• Source data
-----
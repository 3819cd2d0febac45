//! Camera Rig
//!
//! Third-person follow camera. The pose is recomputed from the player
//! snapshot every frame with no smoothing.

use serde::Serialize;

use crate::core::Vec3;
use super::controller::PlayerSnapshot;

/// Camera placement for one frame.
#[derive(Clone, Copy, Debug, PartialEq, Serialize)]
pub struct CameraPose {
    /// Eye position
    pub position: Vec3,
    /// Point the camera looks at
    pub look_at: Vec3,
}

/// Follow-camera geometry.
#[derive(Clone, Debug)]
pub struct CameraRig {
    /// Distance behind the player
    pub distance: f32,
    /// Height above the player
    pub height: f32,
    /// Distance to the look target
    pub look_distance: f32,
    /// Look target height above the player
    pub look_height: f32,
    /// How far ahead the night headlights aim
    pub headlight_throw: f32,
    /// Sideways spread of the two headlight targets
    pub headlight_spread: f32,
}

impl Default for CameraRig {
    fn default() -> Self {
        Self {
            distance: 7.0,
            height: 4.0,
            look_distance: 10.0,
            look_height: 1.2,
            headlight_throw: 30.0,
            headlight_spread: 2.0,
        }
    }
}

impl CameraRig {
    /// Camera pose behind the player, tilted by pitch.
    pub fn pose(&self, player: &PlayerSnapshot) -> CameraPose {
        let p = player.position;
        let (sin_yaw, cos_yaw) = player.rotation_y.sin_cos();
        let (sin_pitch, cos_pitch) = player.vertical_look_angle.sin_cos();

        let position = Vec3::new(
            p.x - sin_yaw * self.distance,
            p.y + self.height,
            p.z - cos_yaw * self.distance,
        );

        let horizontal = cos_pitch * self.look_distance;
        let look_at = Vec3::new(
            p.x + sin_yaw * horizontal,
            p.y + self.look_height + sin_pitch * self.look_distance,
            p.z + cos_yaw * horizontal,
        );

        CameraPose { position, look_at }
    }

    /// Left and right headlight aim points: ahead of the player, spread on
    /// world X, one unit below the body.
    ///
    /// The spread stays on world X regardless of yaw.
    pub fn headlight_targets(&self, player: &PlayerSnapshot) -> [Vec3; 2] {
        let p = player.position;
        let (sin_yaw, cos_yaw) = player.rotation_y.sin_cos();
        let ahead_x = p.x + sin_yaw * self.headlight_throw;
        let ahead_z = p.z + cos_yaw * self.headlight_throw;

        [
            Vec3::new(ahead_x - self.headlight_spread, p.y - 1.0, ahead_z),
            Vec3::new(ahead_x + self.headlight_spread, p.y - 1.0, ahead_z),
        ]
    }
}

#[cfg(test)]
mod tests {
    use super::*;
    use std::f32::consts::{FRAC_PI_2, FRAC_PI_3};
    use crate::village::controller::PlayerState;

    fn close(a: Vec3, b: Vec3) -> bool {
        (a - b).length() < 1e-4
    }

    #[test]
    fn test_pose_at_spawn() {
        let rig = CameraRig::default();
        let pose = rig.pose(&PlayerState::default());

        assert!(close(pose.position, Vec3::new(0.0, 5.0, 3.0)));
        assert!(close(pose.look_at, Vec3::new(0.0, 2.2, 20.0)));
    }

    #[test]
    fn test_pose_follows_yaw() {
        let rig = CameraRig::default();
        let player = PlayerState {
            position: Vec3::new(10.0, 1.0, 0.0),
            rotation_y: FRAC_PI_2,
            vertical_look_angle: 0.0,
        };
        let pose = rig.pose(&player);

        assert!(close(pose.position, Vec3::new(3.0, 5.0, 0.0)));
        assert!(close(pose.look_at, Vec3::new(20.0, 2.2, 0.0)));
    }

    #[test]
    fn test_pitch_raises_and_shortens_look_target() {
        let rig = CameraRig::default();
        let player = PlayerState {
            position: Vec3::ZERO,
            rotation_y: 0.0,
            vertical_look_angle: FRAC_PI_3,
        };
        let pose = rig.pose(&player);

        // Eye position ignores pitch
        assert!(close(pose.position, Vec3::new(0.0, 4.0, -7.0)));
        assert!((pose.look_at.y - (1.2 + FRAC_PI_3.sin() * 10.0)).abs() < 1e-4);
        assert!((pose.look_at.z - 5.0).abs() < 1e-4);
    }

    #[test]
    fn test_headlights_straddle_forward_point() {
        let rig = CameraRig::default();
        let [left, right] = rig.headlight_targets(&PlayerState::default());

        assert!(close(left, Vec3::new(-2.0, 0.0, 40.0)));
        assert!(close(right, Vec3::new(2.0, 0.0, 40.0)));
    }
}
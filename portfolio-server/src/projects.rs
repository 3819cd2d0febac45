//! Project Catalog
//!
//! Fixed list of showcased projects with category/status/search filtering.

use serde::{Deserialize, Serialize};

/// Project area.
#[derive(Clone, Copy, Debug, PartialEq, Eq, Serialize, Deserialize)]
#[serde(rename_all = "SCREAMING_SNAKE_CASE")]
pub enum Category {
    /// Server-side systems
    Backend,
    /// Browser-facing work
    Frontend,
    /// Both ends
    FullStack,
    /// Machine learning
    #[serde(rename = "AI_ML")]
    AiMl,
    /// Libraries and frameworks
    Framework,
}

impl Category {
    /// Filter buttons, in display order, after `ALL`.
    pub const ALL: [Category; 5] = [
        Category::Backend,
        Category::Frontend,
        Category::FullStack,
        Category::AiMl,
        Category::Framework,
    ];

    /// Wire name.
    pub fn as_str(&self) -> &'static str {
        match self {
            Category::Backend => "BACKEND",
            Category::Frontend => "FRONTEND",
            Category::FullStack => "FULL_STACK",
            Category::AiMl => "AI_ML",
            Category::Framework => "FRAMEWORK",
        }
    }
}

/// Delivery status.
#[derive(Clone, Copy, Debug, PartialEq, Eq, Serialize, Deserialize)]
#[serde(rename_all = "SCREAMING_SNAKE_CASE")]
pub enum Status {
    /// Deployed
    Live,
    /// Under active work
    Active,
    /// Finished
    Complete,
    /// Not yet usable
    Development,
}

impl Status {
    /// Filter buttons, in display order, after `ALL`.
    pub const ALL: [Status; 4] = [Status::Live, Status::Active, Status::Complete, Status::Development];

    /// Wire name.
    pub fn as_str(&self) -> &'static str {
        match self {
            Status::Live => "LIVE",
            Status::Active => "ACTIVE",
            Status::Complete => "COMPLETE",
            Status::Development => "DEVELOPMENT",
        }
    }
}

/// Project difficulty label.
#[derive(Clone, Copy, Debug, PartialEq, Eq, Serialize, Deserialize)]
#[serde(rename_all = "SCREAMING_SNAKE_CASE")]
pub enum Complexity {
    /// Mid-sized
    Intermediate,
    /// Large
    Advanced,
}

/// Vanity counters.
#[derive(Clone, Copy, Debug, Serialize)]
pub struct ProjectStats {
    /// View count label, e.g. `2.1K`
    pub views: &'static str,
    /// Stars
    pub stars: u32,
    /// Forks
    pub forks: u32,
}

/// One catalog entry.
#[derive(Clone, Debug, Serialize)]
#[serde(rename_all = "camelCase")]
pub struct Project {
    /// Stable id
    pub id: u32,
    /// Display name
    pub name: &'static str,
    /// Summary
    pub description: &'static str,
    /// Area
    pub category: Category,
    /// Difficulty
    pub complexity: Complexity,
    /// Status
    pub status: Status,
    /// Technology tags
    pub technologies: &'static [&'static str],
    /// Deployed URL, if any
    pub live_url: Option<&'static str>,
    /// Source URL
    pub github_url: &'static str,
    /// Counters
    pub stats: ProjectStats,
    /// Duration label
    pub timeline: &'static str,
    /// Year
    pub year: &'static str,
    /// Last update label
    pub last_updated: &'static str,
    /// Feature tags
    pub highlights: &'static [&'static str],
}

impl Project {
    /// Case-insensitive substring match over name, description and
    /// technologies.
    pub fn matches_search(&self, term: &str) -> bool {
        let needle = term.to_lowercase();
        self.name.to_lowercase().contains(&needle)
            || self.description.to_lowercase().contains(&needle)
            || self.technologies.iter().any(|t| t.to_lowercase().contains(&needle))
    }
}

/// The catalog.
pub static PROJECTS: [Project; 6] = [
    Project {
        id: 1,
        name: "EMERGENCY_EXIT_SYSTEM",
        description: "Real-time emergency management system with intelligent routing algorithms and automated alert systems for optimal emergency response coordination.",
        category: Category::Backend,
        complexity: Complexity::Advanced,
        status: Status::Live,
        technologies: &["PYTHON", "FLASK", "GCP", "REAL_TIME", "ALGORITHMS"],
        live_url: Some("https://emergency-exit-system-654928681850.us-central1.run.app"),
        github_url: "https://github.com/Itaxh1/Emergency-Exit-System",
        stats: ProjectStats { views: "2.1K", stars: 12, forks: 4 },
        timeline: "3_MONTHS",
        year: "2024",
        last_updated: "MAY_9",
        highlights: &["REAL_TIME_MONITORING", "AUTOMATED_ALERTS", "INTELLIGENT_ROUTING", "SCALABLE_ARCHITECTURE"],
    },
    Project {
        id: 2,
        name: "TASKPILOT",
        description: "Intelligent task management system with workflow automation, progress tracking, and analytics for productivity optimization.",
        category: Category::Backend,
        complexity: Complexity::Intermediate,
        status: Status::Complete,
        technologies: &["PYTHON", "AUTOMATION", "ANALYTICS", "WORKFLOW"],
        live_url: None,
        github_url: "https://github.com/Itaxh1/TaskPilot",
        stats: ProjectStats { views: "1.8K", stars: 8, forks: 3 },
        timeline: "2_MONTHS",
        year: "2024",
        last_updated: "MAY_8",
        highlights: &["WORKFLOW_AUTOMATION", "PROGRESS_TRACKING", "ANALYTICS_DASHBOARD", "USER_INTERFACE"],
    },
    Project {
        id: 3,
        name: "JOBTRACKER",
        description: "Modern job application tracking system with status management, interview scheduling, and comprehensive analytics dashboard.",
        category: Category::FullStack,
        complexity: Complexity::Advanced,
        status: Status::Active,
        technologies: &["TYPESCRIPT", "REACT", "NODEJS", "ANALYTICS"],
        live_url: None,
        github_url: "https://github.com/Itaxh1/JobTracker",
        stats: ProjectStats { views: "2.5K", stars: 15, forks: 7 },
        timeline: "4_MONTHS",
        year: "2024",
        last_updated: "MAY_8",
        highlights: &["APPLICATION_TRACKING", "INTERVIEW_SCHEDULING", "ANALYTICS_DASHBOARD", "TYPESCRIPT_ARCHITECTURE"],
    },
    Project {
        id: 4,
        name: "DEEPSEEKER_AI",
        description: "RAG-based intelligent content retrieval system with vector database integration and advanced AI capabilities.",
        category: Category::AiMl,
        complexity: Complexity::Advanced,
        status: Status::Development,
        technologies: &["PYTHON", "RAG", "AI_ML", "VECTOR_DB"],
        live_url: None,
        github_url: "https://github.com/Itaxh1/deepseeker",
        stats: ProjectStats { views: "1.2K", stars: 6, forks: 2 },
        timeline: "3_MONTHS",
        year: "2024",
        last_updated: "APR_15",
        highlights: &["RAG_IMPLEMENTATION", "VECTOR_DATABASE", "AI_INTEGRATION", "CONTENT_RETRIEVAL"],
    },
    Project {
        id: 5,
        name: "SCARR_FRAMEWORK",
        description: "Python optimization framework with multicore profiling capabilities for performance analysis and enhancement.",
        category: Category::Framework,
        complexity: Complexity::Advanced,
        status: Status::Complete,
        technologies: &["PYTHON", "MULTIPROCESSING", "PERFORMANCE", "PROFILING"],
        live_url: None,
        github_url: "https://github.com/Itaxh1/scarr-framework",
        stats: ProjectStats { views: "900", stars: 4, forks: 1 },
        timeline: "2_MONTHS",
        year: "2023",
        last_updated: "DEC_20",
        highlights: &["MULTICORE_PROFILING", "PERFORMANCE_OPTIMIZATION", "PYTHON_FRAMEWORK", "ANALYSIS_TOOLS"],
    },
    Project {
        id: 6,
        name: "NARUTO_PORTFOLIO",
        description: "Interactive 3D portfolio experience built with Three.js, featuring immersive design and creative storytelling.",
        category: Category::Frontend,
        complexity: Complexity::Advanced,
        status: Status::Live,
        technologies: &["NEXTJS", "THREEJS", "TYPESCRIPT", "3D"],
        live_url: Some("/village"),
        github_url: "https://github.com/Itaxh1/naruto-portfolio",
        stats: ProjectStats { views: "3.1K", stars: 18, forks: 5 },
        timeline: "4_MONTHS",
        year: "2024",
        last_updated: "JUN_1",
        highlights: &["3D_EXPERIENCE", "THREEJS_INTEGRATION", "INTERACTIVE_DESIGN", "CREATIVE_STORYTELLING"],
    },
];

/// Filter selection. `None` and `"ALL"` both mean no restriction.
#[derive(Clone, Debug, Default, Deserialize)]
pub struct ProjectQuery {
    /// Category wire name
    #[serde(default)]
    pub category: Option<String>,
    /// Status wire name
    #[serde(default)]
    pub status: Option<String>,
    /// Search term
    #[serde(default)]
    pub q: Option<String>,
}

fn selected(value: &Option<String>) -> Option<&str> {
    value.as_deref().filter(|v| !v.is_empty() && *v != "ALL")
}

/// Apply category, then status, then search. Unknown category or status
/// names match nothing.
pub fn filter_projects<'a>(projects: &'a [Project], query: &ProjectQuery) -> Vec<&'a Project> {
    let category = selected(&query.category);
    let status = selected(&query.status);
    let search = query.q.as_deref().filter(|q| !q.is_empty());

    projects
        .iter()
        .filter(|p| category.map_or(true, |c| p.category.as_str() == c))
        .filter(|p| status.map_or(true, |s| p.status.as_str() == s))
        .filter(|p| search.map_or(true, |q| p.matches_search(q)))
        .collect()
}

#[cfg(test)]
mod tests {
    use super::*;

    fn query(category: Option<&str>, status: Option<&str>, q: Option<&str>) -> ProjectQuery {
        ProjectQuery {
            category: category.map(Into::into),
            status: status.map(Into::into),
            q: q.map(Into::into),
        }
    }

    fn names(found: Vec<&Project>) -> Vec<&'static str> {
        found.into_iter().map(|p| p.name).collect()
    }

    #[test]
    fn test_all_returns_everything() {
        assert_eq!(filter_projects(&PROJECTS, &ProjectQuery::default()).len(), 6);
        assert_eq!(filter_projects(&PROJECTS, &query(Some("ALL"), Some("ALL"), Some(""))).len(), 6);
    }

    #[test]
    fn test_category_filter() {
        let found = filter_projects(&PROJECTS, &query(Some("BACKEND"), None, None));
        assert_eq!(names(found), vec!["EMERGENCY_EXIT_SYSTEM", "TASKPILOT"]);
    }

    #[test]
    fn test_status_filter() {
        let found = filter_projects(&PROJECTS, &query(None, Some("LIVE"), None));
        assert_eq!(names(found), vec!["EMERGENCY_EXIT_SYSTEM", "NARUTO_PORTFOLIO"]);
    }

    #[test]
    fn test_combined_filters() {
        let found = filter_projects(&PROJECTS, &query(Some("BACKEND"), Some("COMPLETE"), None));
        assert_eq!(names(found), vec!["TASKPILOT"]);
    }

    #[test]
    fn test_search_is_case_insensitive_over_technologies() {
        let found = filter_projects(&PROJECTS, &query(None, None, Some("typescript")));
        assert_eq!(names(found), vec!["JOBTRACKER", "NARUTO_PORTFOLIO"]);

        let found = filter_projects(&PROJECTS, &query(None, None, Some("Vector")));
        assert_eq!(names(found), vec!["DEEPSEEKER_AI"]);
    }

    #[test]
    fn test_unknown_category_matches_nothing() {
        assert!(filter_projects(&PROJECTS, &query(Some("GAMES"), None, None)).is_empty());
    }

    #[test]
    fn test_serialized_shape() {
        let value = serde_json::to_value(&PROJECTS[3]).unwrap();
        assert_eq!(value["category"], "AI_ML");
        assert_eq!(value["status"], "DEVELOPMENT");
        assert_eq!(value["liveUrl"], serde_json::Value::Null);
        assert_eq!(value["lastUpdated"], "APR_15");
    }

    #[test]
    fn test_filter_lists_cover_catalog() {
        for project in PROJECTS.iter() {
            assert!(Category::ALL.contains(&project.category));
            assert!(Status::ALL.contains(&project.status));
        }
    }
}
-----
Search the lines above for the string "Clone", then show every one that has it.

#[derive(Clone, Copy, Debug, PartialEq, Serialize)]
#[derive(Clone, Debug)]
#[derive(Clone, Copy, Debug, PartialEq, Eq, Serialize, Deserialize)]
#[derive(Clone, Copy, Debug, PartialEq, Eq, Serialize, Deserialize)]
#[derive(Clone, Copy, Debug, PartialEq, Eq, Serialize, Deserialize)]
#[derive(Clone, Copy, Debug, Serialize)]
#[derive(Clone, Debug, Serialize)]
#[derive(Clone, Debug, Default, Deserialize)]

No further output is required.